*YOUR TASK*. Each line from the one containing "let request = records[0].as_ref().unwrap();" through the end of the data below is to be output verbatim, with no lines added or left out.

[Opening DATA TO USE section]

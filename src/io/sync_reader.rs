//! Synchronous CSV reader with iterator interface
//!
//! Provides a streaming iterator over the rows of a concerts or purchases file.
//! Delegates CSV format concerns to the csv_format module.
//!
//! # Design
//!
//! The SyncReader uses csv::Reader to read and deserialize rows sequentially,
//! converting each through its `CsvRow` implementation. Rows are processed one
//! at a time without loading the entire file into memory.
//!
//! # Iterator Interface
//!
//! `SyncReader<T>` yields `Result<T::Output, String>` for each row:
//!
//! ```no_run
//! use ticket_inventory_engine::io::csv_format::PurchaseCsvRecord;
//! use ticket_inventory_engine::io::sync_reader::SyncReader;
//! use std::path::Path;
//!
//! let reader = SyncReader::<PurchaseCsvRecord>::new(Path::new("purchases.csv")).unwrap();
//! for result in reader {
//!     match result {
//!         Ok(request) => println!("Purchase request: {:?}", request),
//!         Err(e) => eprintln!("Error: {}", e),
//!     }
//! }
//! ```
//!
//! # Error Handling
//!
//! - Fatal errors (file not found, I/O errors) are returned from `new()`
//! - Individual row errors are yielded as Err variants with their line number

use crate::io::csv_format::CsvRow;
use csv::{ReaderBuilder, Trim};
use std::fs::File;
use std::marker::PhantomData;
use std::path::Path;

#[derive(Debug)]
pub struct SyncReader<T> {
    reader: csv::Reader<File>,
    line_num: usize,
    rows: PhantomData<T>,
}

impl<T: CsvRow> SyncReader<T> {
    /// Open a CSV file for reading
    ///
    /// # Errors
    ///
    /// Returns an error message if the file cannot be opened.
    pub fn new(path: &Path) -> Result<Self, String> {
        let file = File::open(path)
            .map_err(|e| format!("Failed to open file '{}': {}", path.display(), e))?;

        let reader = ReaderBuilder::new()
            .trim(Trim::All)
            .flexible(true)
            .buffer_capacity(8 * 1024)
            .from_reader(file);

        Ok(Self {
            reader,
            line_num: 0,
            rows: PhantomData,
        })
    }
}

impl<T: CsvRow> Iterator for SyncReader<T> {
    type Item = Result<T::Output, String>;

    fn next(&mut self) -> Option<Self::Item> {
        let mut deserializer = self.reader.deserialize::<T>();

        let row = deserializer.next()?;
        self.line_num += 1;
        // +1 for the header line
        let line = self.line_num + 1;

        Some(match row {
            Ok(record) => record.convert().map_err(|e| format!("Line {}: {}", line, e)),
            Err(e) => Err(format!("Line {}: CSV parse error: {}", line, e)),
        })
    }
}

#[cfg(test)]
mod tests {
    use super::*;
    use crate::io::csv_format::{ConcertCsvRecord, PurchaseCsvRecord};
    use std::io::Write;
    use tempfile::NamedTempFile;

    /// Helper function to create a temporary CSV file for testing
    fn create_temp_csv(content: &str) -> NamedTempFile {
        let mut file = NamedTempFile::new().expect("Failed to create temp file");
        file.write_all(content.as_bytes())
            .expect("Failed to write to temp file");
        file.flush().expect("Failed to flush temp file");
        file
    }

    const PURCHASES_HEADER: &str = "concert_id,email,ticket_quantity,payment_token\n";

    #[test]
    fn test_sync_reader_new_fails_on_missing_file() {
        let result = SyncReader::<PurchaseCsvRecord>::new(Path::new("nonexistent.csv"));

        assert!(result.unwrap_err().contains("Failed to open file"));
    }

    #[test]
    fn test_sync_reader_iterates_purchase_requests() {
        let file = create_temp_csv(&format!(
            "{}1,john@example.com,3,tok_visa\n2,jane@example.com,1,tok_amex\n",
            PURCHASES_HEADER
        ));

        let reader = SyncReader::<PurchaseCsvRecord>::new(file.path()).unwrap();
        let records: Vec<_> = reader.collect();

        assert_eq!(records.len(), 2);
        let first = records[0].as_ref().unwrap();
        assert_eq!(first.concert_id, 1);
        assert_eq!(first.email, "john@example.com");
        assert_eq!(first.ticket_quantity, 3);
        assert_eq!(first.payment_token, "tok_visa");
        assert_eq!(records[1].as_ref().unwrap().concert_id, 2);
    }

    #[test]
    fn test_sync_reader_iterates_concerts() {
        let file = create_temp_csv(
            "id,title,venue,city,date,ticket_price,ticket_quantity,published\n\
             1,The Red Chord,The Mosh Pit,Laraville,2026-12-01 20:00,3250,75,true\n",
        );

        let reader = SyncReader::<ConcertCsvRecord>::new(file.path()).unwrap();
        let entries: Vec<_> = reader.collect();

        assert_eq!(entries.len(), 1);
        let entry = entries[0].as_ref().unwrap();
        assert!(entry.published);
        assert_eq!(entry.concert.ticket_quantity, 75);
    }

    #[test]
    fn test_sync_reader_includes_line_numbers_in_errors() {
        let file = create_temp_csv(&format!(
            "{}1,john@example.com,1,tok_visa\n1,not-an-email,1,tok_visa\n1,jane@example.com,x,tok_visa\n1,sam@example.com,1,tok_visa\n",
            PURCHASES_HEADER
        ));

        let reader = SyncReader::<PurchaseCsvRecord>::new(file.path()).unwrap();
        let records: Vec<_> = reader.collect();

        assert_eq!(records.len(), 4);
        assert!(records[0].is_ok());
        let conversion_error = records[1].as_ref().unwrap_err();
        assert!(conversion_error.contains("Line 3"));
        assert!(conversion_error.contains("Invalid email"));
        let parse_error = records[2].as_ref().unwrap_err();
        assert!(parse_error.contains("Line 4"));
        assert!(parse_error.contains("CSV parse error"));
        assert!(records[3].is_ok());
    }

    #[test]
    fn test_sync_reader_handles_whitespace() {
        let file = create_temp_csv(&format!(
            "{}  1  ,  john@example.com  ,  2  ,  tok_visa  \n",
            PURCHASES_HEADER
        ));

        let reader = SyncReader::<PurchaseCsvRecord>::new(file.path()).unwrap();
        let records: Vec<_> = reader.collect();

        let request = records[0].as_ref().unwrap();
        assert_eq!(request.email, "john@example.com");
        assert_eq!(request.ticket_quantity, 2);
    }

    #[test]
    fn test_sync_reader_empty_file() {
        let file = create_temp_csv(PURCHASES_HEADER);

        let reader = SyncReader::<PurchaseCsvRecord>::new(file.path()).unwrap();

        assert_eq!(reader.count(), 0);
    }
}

[Closing DATA TO USE section]

*RESULT OF THE EXERCISE*.
        let request = records[0].as_ref().unwrap();
        assert_eq!(request.email, "john@example.com");
        assert_eq!(request.ticket_quantity, 2);
    }

    #[test]
    fn test_sync_reader_empty_file() {
        let file = create_temp_csv(PURCHASES_HEADER);

        let reader = SyncReader::<PurchaseCsvRecord>::new(file.path()).unwrap();

        assert_eq!(reader.count(), 0);
    }
}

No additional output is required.